Items from a data source
■ ■ ■ ■ ■
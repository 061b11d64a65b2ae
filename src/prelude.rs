//! Prelude module for historic_date crate.
//!
//! Re-exports the derive macros from derive_more used by the value types.

pub use derive_more::Display;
■ ■ ■ ■ ■
ASSIGNED TASK:
Transcribe the records above in full, exactly as they stand.

WORKED SOLUTION:
repository 061b11d64a65b2ae
filename src/prelude.rs
//! Prelude module for historic_date crate.
//!
//! Re-exports the derive macros from derive_more used by the value types.

pub use derive_more::Display;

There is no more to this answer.